玄墨晃了神,本是想著裝演一番,探探武神夫人的能耐,現在只記得方才撫過他那些不堪痛苦回憶的力量,那麽多柔和,如春水,如暖陽,能將世間萬物都感化,直入他心扉。

清殊手從他的眉心挪開,並沒有收回,而是擡到他肩膀處,緩緩撫了撫。

“往後一切都會好的。”她聲音就似柳條拂過河面,輕柔淡雅。

沒有責怪,沒有憐憫,沒有不屑……

玄墨先是喉嚨滾了滾,眼角無聲滑落幾滴淚水。這些回憶壓在他心頭太久,無人訴說,只能被慢慢磨成了心病,他恨那些殺了妹妹的手足,恨他的母親拋下了他,更恨那個從未給他父愛的罪魁禍首。

清殊起身,打算去喚醫官,卻被一道力量牽制住了。

玄墨依舊低著頭,血跡斑駁的手抓著她的手腕,帶著低低的哭腔:“別走。”

清殊扯了扯嘴角,就在旁邊靜靜得待著,直到他出聲:“喚醫官進來。”

三殿宮內,舒青和楚鳴一聽到玄墨被罰的消息便震驚不已。

舒青仔細想了想,又覺得痛快:“玄墨也有失意的時候啊。”

楚鳴:“不可大意,這只是家法罷了,無傷大雅,動不了他的地位。”

舒青笑意漸漸淡了下去,不耐道:“你先前說要將大殿二殿拉下馬,可有什麽計謀?一殿雲初仗著背後有五殿撐腰,今日竟敢當著眾鬼吏的面同我對著幹!”

楚鳴似是想起什麽,狡黠一笑,在他耳邊低語了幾句,引得舒青連連稱讚,他倒沒發現,一向默默無聞的四殿原來有這麽多鬼點子。

舒青默了一會又道:“陸淵究竟在鬼陰都搗鼓什麽,我聽說五殿地獄通證都允他了,他去地獄做甚?”
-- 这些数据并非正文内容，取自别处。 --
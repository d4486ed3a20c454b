//! Tools for seeing what the lexer and the header reader are doing.  Tracing
//! is line ranged so that a single troublesome directive in a large vendor
//! header can be inspected without drowning in output.

pub mod config;
mod tracer;

pub use config::TracingConfig;
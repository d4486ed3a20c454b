use crate::dialect::LexerError;

/// Errors which can be encountered while rewriting a translation unit
#[derive(Clone, Debug, PartialEq)]
pub enum RewriteError {
    Lexer(LexerError),

    /// A call to the named macro has no closing parenthesis
    UnterminatedArguments(String),

    ArgumentCountMismatch {
        symbol: String,
        expected: usize,
        found: usize,
    },

    /// Rescanning the expansion of the named macro nested too deeply
    ExpansionTooDeep(String),
}

impl std::fmt::Display for RewriteError {
    fn fmt(&self, f: &mut std::fmt::Formatter<'_>) -> std::fmt::Result {
        use RewriteError::*;
        match self {
            Lexer(e) => write!(f, "{}", e),
            UnterminatedArguments(symbol) => {
                write!(f, "Argument list of {} is missing its closing )", symbol)
            }
            ArgumentCountMismatch {
                symbol,
                expected,
                found,
            } => write!(
                f,
                "{} expects {} arguments but was given {}",
                symbol, expected, found
            ),
            ExpansionTooDeep(symbol) => write!(
                f,
                "Expansion of {} exceeds the maximum nesting depth",
                symbol
            ),
        }
    }
}

impl std::error::Error for RewriteError {}
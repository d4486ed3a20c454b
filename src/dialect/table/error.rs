use crate::dialect::ProfileError;

/// Errors raised while reading or writing a table file
#[derive(Debug)]
pub enum TableError {
    Io(String, std::io::Error),
    Yaml(serde_yaml::Error),
    Json(serde_json::Error),

    /// The file extension names no table format
    UnknownFormat(String),

    /// A rule lacks a field which its kind requires
    MissingField {
        symbol: String,
        field: &'static str,
    },
    Profile(ProfileError),
}

impl std::fmt::Display for TableError {
    fn fmt(&self, f: &mut std::fmt::Formatter<'_>) -> std::fmt::Result {
        use TableError::*;
        match self {
            Io(path, e) => write!(f, "{}: {}", path, e),
            Yaml(e) => write!(f, "Invalid YAML table: {}", e),
            Json(e) => write!(f, "Invalid JSON table: {}", e),
            UnknownFormat(path) => write!(
                f,
                "{}: expected a table file ending in .yaml, .yml or .json",
                path
            ),
            MissingField { symbol, field } => {
                write!(f, "Rule for {} is missing its {} field", symbol, field)
            }
            Profile(e) => write!(f, "{}", e),
        }
    }
}

impl std::error::Error for TableError {}

impl From<serde_yaml::Error> for TableError {
    fn from(e: serde_yaml::Error) -> Self {
        TableError::Yaml(e)
    }
}

impl From<serde_json::Error> for TableError {
    fn from(e: serde_json::Error) -> Self {
        TableError::Json(e)
    }
}

impl From<ProfileError> for TableError {
    fn from(e: ProfileError) -> Self {
        TableError::Profile(e)
    }
}
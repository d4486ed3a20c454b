use clap::{App, Arg, ArgMatches};
use log::LevelFilter;
use simplelog::{ColorChoice, Config, TermLogger, TerminalMode};

use crate::diagnostics::TracingConfig;
use crate::dialect::{
    CompilerFamily, DialectError, ProfileError, RegistryError, TableError, TableFormat,
};

// Exit Codes for different types of errors
pub const ERR_UNKNOWN_PROFILE: i32 = 1;
pub const ERR_DUPLICATE_DEFINITION: i32 = 2;
pub const ERR_HEADER_ERROR: i32 = 3;
pub const ERR_REWRITE_ERROR: i32 = 4;
pub const ERR_IO_ERROR: i32 = 5;
pub const ERR_TABLE_ERROR: i32 = 6;

pub fn print_errs(errs: &[DialectError]) {
    for e in errs {
        eprintln!("{}", e);
    }
}

/// The exit code which reports `e`
pub fn exit_code(e: &DialectError) -> i32 {
    match e {
        DialectError::Registry(RegistryError::UnknownProfile(_)) => ERR_UNKNOWN_PROFILE,
        DialectError::Registry(RegistryError::DuplicateProfile(_)) => ERR_DUPLICATE_DEFINITION,
        DialectError::Profile(_) => ERR_DUPLICATE_DEFINITION,
        DialectError::Header { .. } => ERR_HEADER_ERROR,
        DialectError::Rewrite { .. } => ERR_REWRITE_ERROR,
        DialectError::Io(..) => ERR_IO_ERROR,
        DialectError::Table(TableError::Io(..)) => ERR_IO_ERROR,
        DialectError::Table(TableError::Profile(ProfileError::DuplicateSymbolDefinition {
            ..
        })) => ERR_DUPLICATE_DEFINITION,
        DialectError::Table(_) => ERR_TABLE_ERROR,
    }
}

pub fn configure_cli() -> clap::App<'static, 'static> {
    let app = App::new("Dialect Shim")
        .version("0.3.0")
        .about("Neutralizes the vendor extensions of embedded C compilers so that a standard C front end can parse code written for them")
        .arg(
            Arg::with_name("list")
                .long("list")
                .help("Prints the id of every available dialect profile")
        )
        .arg(
            Arg::with_name("profile")
                .short("p")
                .long("profile")
                .takes_value(true)
                .required_unless("list")
                .help("Id of the dialect profile to use, e.g. armclang, keil-c51, iar-stm8. Profile ids are matched exactly.")
        )
        .arg(
            Arg::with_name("prologue")
                .long("prologue")
                .conflicts_with_all(&["input", "export"])
                .help("Writes the header which a host force includes to neutralize the profile's dialect")
        )
        .arg(
            Arg::with_name("input")
                .short("i")
                .long("input")
                .takes_value(true)
                .help("Translation unit to rewrite with the rules of the profile")
        )
        .arg(
            Arg::with_name("output")
                .short("o")
                .long("output")
                .takes_value(true)
                .help("File the result is written to.  Defaults to standard output.")
        )
        .arg(
            Arg::with_name("header")
                .long("header")
                .takes_value(true)
                .multiple(true)
                .number_of_values(1)
                .requires("profile")
                .help("Dialect header, or directory of headers, to build the profile named by --profile from. May be given more than once.")
        )
        .arg(
            Arg::with_name("family")
                .long("family")
                .takes_value(true)
                .requires("header")
                .possible_values(&["arm-clang", "arm-cc", "keil-c51", "sdcc", "iar-arm", "iar-stm8", "other"])
                .help("Compiler family of a profile built from headers")
        )
        .arg(
            Arg::with_name("target")
                .long("target")
                .takes_value(true)
                .requires("header")
                .help("Target architecture of a profile built from headers")
        )
        .arg(
            Arg::with_name("check")
                .long("check")
                .requires("header")
                .help("Only validates the headers given with --header: reports conflicting definitions and malformed directives")
        )
        .arg(
            Arg::with_name("table")
                .long("table")
                .takes_value(true)
                .multiple(true)
                .number_of_values(1)
                .help("YAML or JSON table file holding an additional profile")
        )
        .arg(
            Arg::with_name("export")
                .long("export")
                .takes_value(true)
                .possible_values(&["yaml", "json"])
                .help("Writes the selected profile as a table file")
        )
        .arg(
            Arg::with_name("log-level")
                .long("log-level")
                .takes_value(true)
                .possible_values(&["off", "error", "warn", "info", "debug", "trace"])
                .help("Sets the level of the log messages written to standard error")
        )
        .arg(
            Arg::with_name("trace-lexer")
                .long("trace-lexer")
                .takes_value(true)
                .validator(validate_trace)
                .help("Traces every token the lexer produces on the given lines: all, N, ..N, N.., or N..M.  Requires --log-level debug.")
        )
        .arg(
            Arg::with_name("trace-header")
                .long("trace-header")
                .takes_value(true)
                .validator(validate_trace)
                .help("Traces every definition the header reader produces on the given lines.  Requires --log-level debug.")
        );
    app
}

fn validate_trace(v: String) -> Result<(), String> {
    v.parse::<TracingConfig>().map(|_| ())
}

pub fn get_log_level(args: &ArgMatches) -> Option<LevelFilter> {
    match args.value_of("log-level")? {
        "off" => Some(LevelFilter::Off),
        "error" => Some(LevelFilter::Error),
        "warn" => Some(LevelFilter::Warn),
        "info" => Some(LevelFilter::Info),
        "debug" => Some(LevelFilter::Debug),
        "trace" => Some(LevelFilter::Trace),
        _ => None,
    }
}

/// Installs the terminal logger.  Log messages go to standard error so that
/// they never mix with a prologue or rewritten unit on standard output.
pub fn configure_logging(level: LevelFilter) -> Result<(), log::SetLoggerError> {
    TermLogger::init(
        level,
        Config::default(),
        TerminalMode::Stderr,
        ColorChoice::Auto,
    )
}

pub fn get_trace_config(args: &ArgMatches, name: &str) -> TracingConfig {
    args.value_of(name)
        .and_then(|v| v.parse().ok())
        .unwrap_or(TracingConfig::Off)
}

pub fn get_headers<'a>(args: &'a ArgMatches) -> Vec<&'a str> {
    args.values_of("header")
        .map(|v| v.collect())
        .unwrap_or_default()
}

pub fn get_tables<'a>(args: &'a ArgMatches) -> Vec<&'a str> {
    args.values_of("table")
        .map(|v| v.collect())
        .unwrap_or_default()
}

pub fn get_family(args: &ArgMatches) -> CompilerFamily {
    args.value_of("family")
        .and_then(|f| f.parse().ok())
        .unwrap_or(CompilerFamily::Other)
}

pub fn get_export(args: &ArgMatches) -> Option<TableFormat> {
    args.value_of("export").and_then(|f| f.parse().ok())
}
這事楚鳴也有所耳聞,進行了一番查探:“那陸淵似是在找一鬼魂,他的將正一層一層地獄尋著。”

舒青幸災樂禍:“九十層,我倒要看他陸淵要尋到什麽時候去,不過他要找的那鬼魂是誰?”

他問得不經意,楚鳴也答得隨意:“我手下一鬼吏說,似是叫什麽英。”

“什麽英?”舒青坐直了身體,皺著眉頭,像是在努力回想什麽,他近日似是接觸過。

靈關一現,腦海裏那一抹身姿浮現,忽得,冷笑:“可是叫季瑛?”

楚鳴連聲答對,又回過神來問:“你認識?”

舒青搭起二郎腿,極為自意:“之前我手下一鬼吏送來侍奉我,結果她不從,還差點咬傷我,被我丟進三殿小地獄了,本想讓她嘗盡我三殿十八層地獄,如今,是該把她接出來了。”

陸淵想要什麽,他舒青絕不會讓他如願。

他又想起什麽,喚來了侍從:“先前那個進獻了清殊的胖工鬼,喚他來,這件差事賞給他做。”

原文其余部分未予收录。